(Information supplied)

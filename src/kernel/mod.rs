//! Per-operation kernel traits (§4.F).
//!
//! Grounded on the teacher's backend-trait split (`frameworks/*` each
//! implement a narrow capability trait per op, dispatched generically
//! rather than through one big enum) — here every op is a zero-sized
//! marker type implementing one of the three traits below, so the driver
//! (§4.E) is generic over "whatever kernel the caller picked" rather than
//! matching on an opcode.
//!
//! Spec.md names a 128-bit NEON backend as the reference SIMD
//! implementation; this crate ships one portable backend built from
//! `simd::unrolled4`, which unrolls scalar work by four the way a 128-bit
//! f32 lane width would, without depending on any platform intrinsic or
//! `target_feature` — real NEON/AVX backends are a direct drop-in behind
//! the same traits, a seam this module exists to provide.

pub mod elementwise;
pub mod gemm;
pub mod reduce;
pub mod simd;
pub mod unary;

pub use elementwise::{Add, Div, GreaterOrEqual, GreaterThan, Maximum, Mul, Pow, Sub};
pub use gemm::BlasKernel;
pub use reduce::SumReduce;
pub use unary::{Exp, Ln, Sqrt};

use crate::dtype::TensorElement;

/// A binary elementwise kernel (§4.F).
pub trait BinaryKernel<T: TensorElement> {
    /// Applies the kernel over `n` contiguous elements.
    ///
    /// `a_is_scalar`/`b_is_scalar` indicate the corresponding operand is a
    /// single broadcast value (stride 0) rather than `n` distinct
    /// elements; the kernel reads `a[0]`/`b[0]` repeatedly in that case.
    fn execute_contiguous(a: &[T], b: &[T], out: &mut [T], n: usize, a_is_scalar: bool, b_is_scalar: bool);
}

/// A unary elementwise kernel (§4.F).
pub trait UnaryKernel<T: TensorElement> {
    fn execute_contiguous(a: &[T], out: &mut [T], n: usize, a_is_scalar: bool);
}

/// A horizontal reduction kernel (§4.F).
pub trait ReduceKernel<T: TensorElement> {
    fn reduce_contiguous(a: &[T], n: usize) -> T;
}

(End Information supplied)

## Brief
Your answer should be all lines from the data that contain "traits".

## Response to the task
//! Per-operation kernel traits (§4.F).
//! marker type implementing one of the three traits below, so the driver
//! the same traits, a seam this module exists to provide.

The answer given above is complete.